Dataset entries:
^^^^^^^^^^^^^^^^
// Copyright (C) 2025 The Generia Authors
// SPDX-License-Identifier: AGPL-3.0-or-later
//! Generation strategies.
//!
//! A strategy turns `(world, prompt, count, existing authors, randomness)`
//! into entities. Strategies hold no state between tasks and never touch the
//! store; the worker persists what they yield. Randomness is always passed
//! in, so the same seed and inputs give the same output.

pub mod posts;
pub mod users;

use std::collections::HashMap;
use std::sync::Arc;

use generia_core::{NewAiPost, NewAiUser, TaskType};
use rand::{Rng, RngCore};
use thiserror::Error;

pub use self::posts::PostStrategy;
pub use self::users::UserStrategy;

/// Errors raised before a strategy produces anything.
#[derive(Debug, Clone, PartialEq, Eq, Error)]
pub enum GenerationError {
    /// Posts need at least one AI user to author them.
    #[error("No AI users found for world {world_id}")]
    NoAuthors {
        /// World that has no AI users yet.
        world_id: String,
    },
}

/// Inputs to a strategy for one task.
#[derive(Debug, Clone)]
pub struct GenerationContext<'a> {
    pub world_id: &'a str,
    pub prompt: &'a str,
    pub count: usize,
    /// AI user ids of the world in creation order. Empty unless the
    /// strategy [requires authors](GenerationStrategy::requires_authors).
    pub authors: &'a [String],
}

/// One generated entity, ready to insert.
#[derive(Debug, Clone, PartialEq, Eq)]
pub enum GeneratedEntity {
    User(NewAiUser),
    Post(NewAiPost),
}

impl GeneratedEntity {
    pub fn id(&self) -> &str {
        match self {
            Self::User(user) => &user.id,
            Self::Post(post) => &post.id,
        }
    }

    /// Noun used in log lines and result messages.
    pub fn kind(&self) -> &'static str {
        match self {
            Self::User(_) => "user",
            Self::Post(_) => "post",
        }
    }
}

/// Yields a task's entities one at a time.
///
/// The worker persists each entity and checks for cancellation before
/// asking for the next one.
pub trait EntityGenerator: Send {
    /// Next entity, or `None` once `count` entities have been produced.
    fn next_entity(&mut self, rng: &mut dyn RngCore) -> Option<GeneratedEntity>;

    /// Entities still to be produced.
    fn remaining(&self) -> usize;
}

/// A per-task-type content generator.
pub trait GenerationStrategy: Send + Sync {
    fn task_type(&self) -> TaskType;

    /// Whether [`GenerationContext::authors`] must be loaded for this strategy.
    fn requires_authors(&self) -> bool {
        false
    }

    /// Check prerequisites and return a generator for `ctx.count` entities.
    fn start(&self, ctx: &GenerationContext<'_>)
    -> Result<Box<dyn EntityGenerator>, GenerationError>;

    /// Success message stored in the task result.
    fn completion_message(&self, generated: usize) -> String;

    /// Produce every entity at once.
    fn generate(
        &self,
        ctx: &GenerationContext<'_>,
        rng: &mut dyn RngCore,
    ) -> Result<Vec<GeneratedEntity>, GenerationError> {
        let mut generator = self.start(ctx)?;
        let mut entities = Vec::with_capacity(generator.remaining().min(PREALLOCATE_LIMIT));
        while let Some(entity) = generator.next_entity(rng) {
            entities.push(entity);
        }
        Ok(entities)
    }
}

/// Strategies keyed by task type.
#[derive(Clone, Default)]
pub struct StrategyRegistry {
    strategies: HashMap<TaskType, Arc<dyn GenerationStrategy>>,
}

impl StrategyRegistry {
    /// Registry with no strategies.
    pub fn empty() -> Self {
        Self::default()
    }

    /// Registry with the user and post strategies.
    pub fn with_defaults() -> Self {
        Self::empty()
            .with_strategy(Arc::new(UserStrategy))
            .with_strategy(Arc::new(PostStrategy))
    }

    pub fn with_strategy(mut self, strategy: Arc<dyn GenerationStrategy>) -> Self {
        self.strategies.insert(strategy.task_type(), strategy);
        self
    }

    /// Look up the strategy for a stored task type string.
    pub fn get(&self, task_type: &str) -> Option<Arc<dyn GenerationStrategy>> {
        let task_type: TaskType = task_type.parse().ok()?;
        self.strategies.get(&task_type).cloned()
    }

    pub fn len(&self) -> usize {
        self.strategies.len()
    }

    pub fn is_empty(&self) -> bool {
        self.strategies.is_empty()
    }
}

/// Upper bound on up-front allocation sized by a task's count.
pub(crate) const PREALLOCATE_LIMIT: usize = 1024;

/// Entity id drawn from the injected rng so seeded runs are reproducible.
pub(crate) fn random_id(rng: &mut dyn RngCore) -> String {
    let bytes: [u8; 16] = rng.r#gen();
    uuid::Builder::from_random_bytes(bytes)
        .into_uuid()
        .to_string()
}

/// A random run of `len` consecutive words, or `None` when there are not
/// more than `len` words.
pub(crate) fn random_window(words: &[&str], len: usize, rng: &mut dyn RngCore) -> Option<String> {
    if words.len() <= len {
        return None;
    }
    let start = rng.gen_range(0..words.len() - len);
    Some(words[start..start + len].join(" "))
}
^^^^^^^^^^^^^^^^
◆ Exercise objective ◆
Set down each entry exactly, leaving none out.

◆ Completed task ◆
// Copyright (C) 2025 The Generia Authors
// SPDX-License-Identifier: AGPL-3.0-or-later
//! Generation strategies.
//!
//! A strategy turns `(world, prompt, count, existing authors, randomness)`
//! into entities. Strategies hold no state between tasks and never touch the
//! store; the worker persists what they yield. Randomness is always passed
//! in, so the same seed and inputs give the same output.

pub mod posts;
pub mod users;

use std::collections::HashMap;
use std::sync::Arc;

use generia_core::{NewAiPost, NewAiUser, TaskType};
use rand::{Rng, RngCore};
use thiserror::Error;

pub use self::posts::PostStrategy;
pub use self::users::UserStrategy;

/// Errors raised before a strategy produces anything.
#[derive(Debug, Clone, PartialEq, Eq, Error)]
pub enum GenerationError {
    /// Posts need at least one AI user to author them.
    #[error("No AI users found for world {world_id}")]
    NoAuthors {
        /// World that has no AI users yet.
        world_id: String,
    },
}

/// Inputs to a strategy for one task.
#[derive(Debug, Clone)]
pub struct GenerationContext<'a> {
    pub world_id: &'a str,
    pub prompt: &'a str,
    pub count: usize,
    /// AI user ids of the world in creation order. Empty unless the
    /// strategy [requires authors](GenerationStrategy::requires_authors).
    pub authors: &'a [String],
}

/// One generated entity, ready to insert.
#[derive(Debug, Clone, PartialEq, Eq)]
pub enum GeneratedEntity {
    User(NewAiUser),
    Post(NewAiPost),
}

impl GeneratedEntity {
    pub fn id(&self) -> &str {
        match self {
            Self::User(user) => &user.id,
            Self::Post(post) => &post.id,
        }
    }

    /// Noun used in log lines and result messages.
    pub fn kind(&self) -> &'static str {
        match self {
            Self::User(_) => "user",
            Self::Post(_) => "post",
        }
    }
}

/// Yields a task's entities one at a time.
///
/// The worker persists each entity and checks for cancellation before
/// asking for the next one.
pub trait EntityGenerator: Send {
    /// Next entity, or `None` once `count` entities have been produced.
    fn next_entity(&mut self, rng: &mut dyn RngCore) -> Option<GeneratedEntity>;

    /// Entities still to be produced.
    fn remaining(&self) -> usize;
}

/// A per-task-type content generator.
pub trait GenerationStrategy: Send + Sync {
    fn task_type(&self) -> TaskType;

    /// Whether [`GenerationContext::authors`] must be loaded for this strategy.
    fn requires_authors(&self) -> bool {
        false
    }

    /// Check prerequisites and return a generator for `ctx.count` entities.
    fn start(&self, ctx: &GenerationContext<'_>)
    -> Result<Box<dyn EntityGenerator>, GenerationError>;

    /// Success message stored in the task result.
    fn completion_message(&self, generated: usize) -> String;

    /// Produce every entity at once.
    fn generate(
        &self,
        ctx: &GenerationContext<'_>,
        rng: &mut dyn RngCore,
    ) -> Result<Vec<GeneratedEntity>, GenerationError> {
        let mut generator = self.start(ctx)?;
        let mut entities = Vec::with_capacity(generator.remaining().min(PREALLOCATE_LIMIT));
        while let Some(entity) = generator.next_entity(rng) {
            entities.push(entity);
        }
        Ok(entities)
    }
}

/// Strategies keyed by task type.
#[derive(Clone, Default)]
pub struct StrategyRegistry {
    strategies: HashMap<TaskType, Arc<dyn GenerationStrategy>>,
}

impl StrategyRegistry {
    /// Registry with no strategies.
    pub fn empty() -> Self {
        Self::default()
    }

    /// Registry with the user and post strategies.
    pub fn with_defaults() -> Self {
        Self::empty()
            .with_strategy(Arc::new(UserStrategy))
            .with_strategy(Arc::new(PostStrategy))
    }

    pub fn with_strategy(mut self, strategy: Arc<dyn GenerationStrategy>) -> Self {
        self.strategies.insert(strategy.task_type(), strategy);
        self
    }

    /// Look up the strategy for a stored task type string.
    pub fn get(&self, task_type: &str) -> Option<Arc<dyn GenerationStrategy>> {
        let task_type: TaskType = task_type.parse().ok()?;
        self.strategies.get(&task_type).cloned()
    }

    pub fn len(&self) -> usize {
        self.strategies.len()
    }

    pub fn is_empty(&self) -> bool {
        self.strategies.is_empty()
    }
}

/// Upper bound on up-front allocation sized by a task's count.
pub(crate) const PREALLOCATE_LIMIT: usize = 1024;

/// Entity id drawn from the injected rng so seeded runs are reproducible.
pub(crate) fn random_id(rng: &mut dyn RngCore) -> String {
    let bytes: [u8; 16] = rng.r#gen();
    uuid::Builder::from_random_bytes(bytes)
        .into_uuid()
        .to_string()
}

/// A random run of `len` consecutive words, or `None` when there are not
/// more than `len` words.
pub(crate) fn random_window(words: &[&str], len: usize, rng: &mut dyn RngCore) -> Option<String> {
    if words.len() <= len {
        return None;
    }
    let start = rng.gen_range(0..words.len() - len);
    Some(words[start..start + len].join(" "))
}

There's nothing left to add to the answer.